Surprise! New Mexico is home to the oldest wine-growing region in the nation! We’re talking as far back as 1629, 50 years before the first vines were planted in California. At that time, the appetite for the fermented grape lay squarely with the ruling Spaniards, who were devout Catholics. Sacramental wine was central to their daily masses and it was in short supply.
A pair of friars to the rescue: Fray Garcîa de Zuñiga and Antonio de Arteaga smuggled vines out of Spain and planted them in the fertile soil along the Rio Grande. The variety was aptly named the Mission grape and is still grown in New Mexico.
Today there are more than 50 wineries and tasting rooms across the state, many of which are in Santa Fe or just a short day trip away. Explore the lore behind every one with your discerning palate. Here’s a non-exhaustive roundup or do your own research via the New Mexico Wine & Grape Growers Association.
Santa Fe Tasting Rooms
This itinerary leads you and your crew north toward Taos and into the majestic Rio Grande canyon. Pick a few destinations and make a day of it or just choose one, plus a nearby hike or museum.
El Alamo Winery
Schedule your tasting at El Alamo Winery, located in Alcalde, not far from the banks of the Rio Grande river.
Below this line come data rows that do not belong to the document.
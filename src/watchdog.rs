//! Connection watchdog for the two feed subscriptions.
//!
//! Per feed:
//!
//! ```text
//! Disconnected --subscribe ok--> Connected
//! Connected --error | heartbeat timeout--> Reconnecting
//! Reconnecting --subscribe ok--> Connected
//! Reconnecting --subscribe fails--> Reconnecting (after backoff)
//! any --shutdown--> Disconnected
//! ```
//!
//! Reconnection never gives up; only shutdown ends supervision. The
//! watchdog owns the [`ConnectionState`]; everything else reads it through
//! a [`ConnectionHandle`].

use std::sync::{Arc, PoisonError, RwLock};
use std::time::Duration;

use chrono::{DateTime, Utc};
use serde::{Deserialize, Serialize};
use tracing::{debug, info, warn};

use crate::backoff::{Backoff, BackoffPolicy};
use crate::clock::Clock;
use crate::error::{FeedError, GatewayError, GatewayResult};
use crate::feed::{FeedClient, FeedItem, FeedKind, FeedMessage};
use crate::shutdown::ShutdownSignal;

/// Liveness of one feed.
#[derive(Debug, Clone, Copy, PartialEq, Eq, Serialize, Deserialize)]
#[serde(rename_all = "snake_case")]
pub enum FeedStatus {
    /// Subscribed and recently heard from.
    Connected,
    /// Not subscribed and not trying (startup, shutdown).
    Disconnected,
    /// Waiting to resubscribe after a fault.
    Reconnecting,
}

/// Snapshot of one feed's connection.
#[derive(Debug, Clone, Copy, PartialEq, Eq)]
pub struct ConnectionState {
    /// Current status.
    pub feed: FeedStatus,
    /// Wall time of the last event or keepalive, for display. Deadlines
    /// are tracked on the monotonic clock.
    pub last_heartbeat: Option<DateTime<Utc>>,
    /// Failed attempts since the last successful subscribe.
    pub reconnect_attempts: u32,
}

impl Default for ConnectionState {
    fn default() -> Self {
        Self {
            feed: FeedStatus::Disconnected,
            last_heartbeat: None,
            reconnect_attempts: 0,
        }
    }
}

/// Read-only accessor for a feed's connection state.
#[derive(Debug, Clone)]
pub struct ConnectionHandle {
    kind: FeedKind,
    state: Arc<RwLock<ConnectionState>>,
}

impl ConnectionHandle {
    /// The feed this handle observes.
    #[must_use]
    pub const fn kind(&self) -> FeedKind {
        self.kind
    }

    /// Current state.
    #[must_use]
    pub fn state(&self) -> ConnectionState {
        *self.state.read().unwrap_or_else(PoisonError::into_inner)
    }

    /// Current status.
    #[must_use]
    pub fn status(&self) -> FeedStatus {
        self.state().feed
    }
}

/// Watchdog settings.
#[derive(Debug, Clone, Copy, PartialEq, Serialize, Deserialize)]
#[serde(default)]
pub struct WatchdogConfig {
    /// Silence longer than this forces a resubscribe.
    #[serde(rename = "heartbeat_timeout_ms", with = "crate::config::duration_ms")]
    pub heartbeat_timeout: Duration,
    /// Longest a receive call blocks; bounds shutdown latency.
    #[serde(rename = "poll_interval_ms", with = "crate::config::duration_ms")]
    pub poll_interval: Duration,
    /// Backoff between resubscribe attempts.
    pub backoff: BackoffPolicy,
}

impl Default for WatchdogConfig {
    fn default() -> Self {
        Self {
            heartbeat_timeout: Duration::from_secs(60),
            poll_interval: Duration::from_secs(1),
            backoff: BackoffPolicy::default(),
        }
    }
}

/// What the supervision loop should do after a liveness check.
#[derive(Debug, Clone, Copy, PartialEq, Eq)]
pub enum WatchdogAction {
    /// Keep reading.
    Continue,
    /// Drop the subscription and open a new one.
    Resubscribe,
}

/// Tracks one feed's liveness and drives its state transitions.
#[derive(Debug)]
pub struct FeedWatchdog {
    kind: FeedKind,
    config: WatchdogConfig,
    clock: Arc<dyn Clock>,
    state: Arc<RwLock<ConnectionState>>,
    backoff: Backoff,
    last_seen: Option<Duration>,
}

impl FeedWatchdog {
    /// Creates a watchdog in the `Disconnected` state.
    #[must_use]
    pub fn new(kind: FeedKind, config: WatchdogConfig, clock: Arc<dyn Clock>) -> Self {
        Self {
            kind,
            config,
            clock,
            state: Arc::new(RwLock::new(ConnectionState::default())),
            backoff: Backoff::new(config.backoff),
            last_seen: None,
        }
    }

    /// Accessor for other components.
    #[must_use]
    pub fn connection(&self) -> ConnectionHandle {
        ConnectionHandle {
            kind: self.kind,
            state: Arc::clone(&self.state),
        }
    }

    /// Settings in effect.
    #[must_use]
    pub const fn config(&self) -> &WatchdogConfig {
        &self.config
    }

    fn update(&self, f: impl FnOnce(&mut ConnectionState)) {
        let mut state = self.state.write().unwrap_or_else(PoisonError::into_inner);
        let before = state.feed;
        f(&mut state);
        if state.feed != before {
            info!(feed = %self.kind, from = ?before, to = ?state.feed, "feed connection state changed");
        }
    }

    /// A subscription was opened.
    pub fn on_subscribed(&mut self) {
        let now = self.clock.now();
        self.last_seen = Some(self.clock.monotonic());
        self.backoff.reset();
        self.update(|s| {
            s.feed = FeedStatus::Connected;
            s.last_heartbeat = Some(now);
            s.reconnect_attempts = 0;
        });
    }

    /// An event or keepalive arrived.
    pub fn observe(&mut self) {
        let now = self.clock.now();
        self.last_seen = Some(self.clock.monotonic());
        self.update(|s| s.last_heartbeat = Some(now));
    }

    /// The subscription reported an error. Returns how long to wait before
    /// resubscribing.
    pub fn on_error(&mut self, error: &FeedError) -> Duration {
        warn!(feed = %self.kind, error = %error, "feed error");
        self.update(|s| s.feed = FeedStatus::Reconnecting);
        self.next_backoff()
    }

    /// A subscribe attempt failed. Returns how long to wait before the
    /// next one.
    pub fn on_subscribe_failed(&mut self, error: &FeedError) -> Duration {
        let delay = self.next_backoff();
        warn!(
            feed = %self.kind,
            attempt = self.backoff.attempts(),
            delay_ms = delay.as_millis() as u64,
            error = %error,
            "resubscribe failed"
        );
        self.update(|s| s.feed = FeedStatus::Reconnecting);
        delay
    }

    /// Advances the backoff and returns the next delay.
    pub fn next_backoff(&mut self) -> Duration {
        let delay = self.backoff.next_delay();
        let attempts = self.backoff.attempts();
        self.update(|s| s.reconnect_attempts = attempts);
        delay
    }

    /// Checks the heartbeat deadline of a connected feed.
    pub fn check(&self) -> WatchdogAction {
        let silent = self
            .last_seen
            .map_or(Duration::MAX, |at| self.clock.monotonic().saturating_sub(at));
        let mut action = WatchdogAction::Continue;
        self.update(|s| {
            if s.feed != FeedStatus::Connected {
                return;
            }
            if silent > self.config.heartbeat_timeout {
                warn!(
                    feed = %self.kind,
                    silent_ms = silent.as_millis() as u64,
                    timeout_ms = self.config.heartbeat_timeout.as_millis() as u64,
                    "heartbeat missed, forcing resubscribe"
                );
                s.feed = FeedStatus::Reconnecting;
                action = WatchdogAction::Resubscribe;
            }
        });
        action
    }

    /// Supervision ended.
    pub fn on_shutdown(&self) {
        self.update(|s| s.feed = FeedStatus::Disconnected);
    }
}

/// Consumer side of a supervised feed.
pub trait FeedHandler<T> {
    /// Called after every successful (re)subscribe, before the first item.
    fn on_subscribed(&mut self) -> GatewayResult<()>;

    /// Called for every item in delivery order.
    fn handle(&mut self, item: T) -> GatewayResult<()>;
}

/// Runs a feed under watchdog supervision until shutdown.
///
/// Subscribes, hands items to `handler`, and resubscribes after errors
/// (with backoff) or missed heartbeats (immediately).
///
/// # Errors
/// Returns the first handler error other than `Shutdown`; feed errors
/// are never returned.
pub fn run_supervised<T: FeedItem>(
    client: &mut FeedClient<T>,
    watchdog: &mut FeedWatchdog,
    handler: &mut dyn FeedHandler<T>,
    shutdown: &ShutdownSignal,
) -> GatewayResult<()> {
    let result = supervise(client, watchdog, handler, shutdown);
    client.close();
    watchdog.on_shutdown();
    match result {
        Err(GatewayError::Shutdown) => Ok(()),
        other => other,
    }
}

fn supervise<T: FeedItem>(
    client: &mut FeedClient<T>,
    watchdog: &mut FeedWatchdog,
    handler: &mut dyn FeedHandler<T>,
    shutdown: &ShutdownSignal,
) -> GatewayResult<()> {
    let poll = watchdog.config().poll_interval;
    while !shutdown.is_triggered() {
        if !client.is_subscribed() {
            if let Err(e) = client.subscribe() {
                let delay = watchdog.on_subscribe_failed(&e);
                if shutdown.wait_timeout(delay) {
                    break;
                }
                continue;
            }
            watchdog.on_subscribed();
            handler.on_subscribed()?;
        }

        match client.next(poll) {
            Ok(Some(FeedMessage::Item(item))) => {
                watchdog.observe();
                handler.handle(item)?;
            }
            Ok(Some(FeedMessage::Keepalive)) => watchdog.observe(),
            Ok(None) => {}
            Err(e) => {
                let delay = watchdog.on_error(&e);
                if shutdown.wait_timeout(delay) {
                    break;
                }
                continue;
            }
        }

        if watchdog.check() == WatchdogAction::Resubscribe {
            client.close();
        }
    }
    debug!(feed = %client.kind(), "feed supervision stopped");
    Ok(())
}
Named after a towering, centuries-old cottonwood tree, El Alamo produces wine from grapes grown exclusively in New Mexico. Their Tempranillo (2018) and Baco Noir (2019) won Best of Show at the New Mexico State Fair Wine competition in 2021. The family-owned and operated winery currently offers nine different styles of wine that range from dry reds to crisp whites.
Vivác Winery is a full-on family affair. Brothers Chris and Jesse Padberg, who were born and raised on an apple farm just down the road in Dixon, together with their wives Liliana and Michelle are co everything—owners, winemakers, and sommeliers. Their “high altitude refuge,” in other words, Vivác, bustles just off the highway at 6,000 feet, making it one of the highest altitude wineries in the world. Take advantage of a variety of tasting options, some of which include savory treats or Liliana’s Ek.chuah chocolates. This is a gem of a setting, with the gardens, the views, and the adobe tasting room, built by the owners themselves.
Embudo Valley Vineyards and Winery
You’ll find Embudo Valley Vineyards and Winery ensconced on 25 cultivated acres of the Embudo Valley Organics farm along the banks of the Rio Grande river. Award-winning winemaker John Johnson produces crisp whites and fruit-forward reds and recently oversaw the planting of Pinot Noir and Riesling grapes, adding to the Baco Noir contingent. Make a trip to Rinconada for one of their tastings which include the entire wine collection. You can’t beat the bright, open wood-paneled space, charmingly adorned by a grand piano or find a spot on their generous portal.
La Chiripada Winery
You can't help but be charmed by the village that is Dixon, New Mexico, where you’ll find La Chiripada Winery, a family–run operation established 1977. It’s lovingly named “La Chiripada” (a stroke of luck) after the original ranch. The doors of their rambling adobe tasting room are open for tasting their award winning Cabernet Sauvignon, Tempranillo, Petite Sirah, Chardonnay, Viognier, Port, and innovative blends like Winemakers’ Select Red and Vintners’ Reserve Red every day from 11 am to 6 pm.
Las Nueve Niñas Winery
Call ahead to schedule your special tasting at Las Nueve Niñas Winery, owned and operated by the fourth generation of Aragons, and located at 7,600 feet in Mora, New Mexico. You will arrive at their doorstep after an enchanting backcountry drive from Santa Fe via the High Road to Taos. Taste their Capulin, Tempranillo, Dona Tulles table reds, and Rieslings.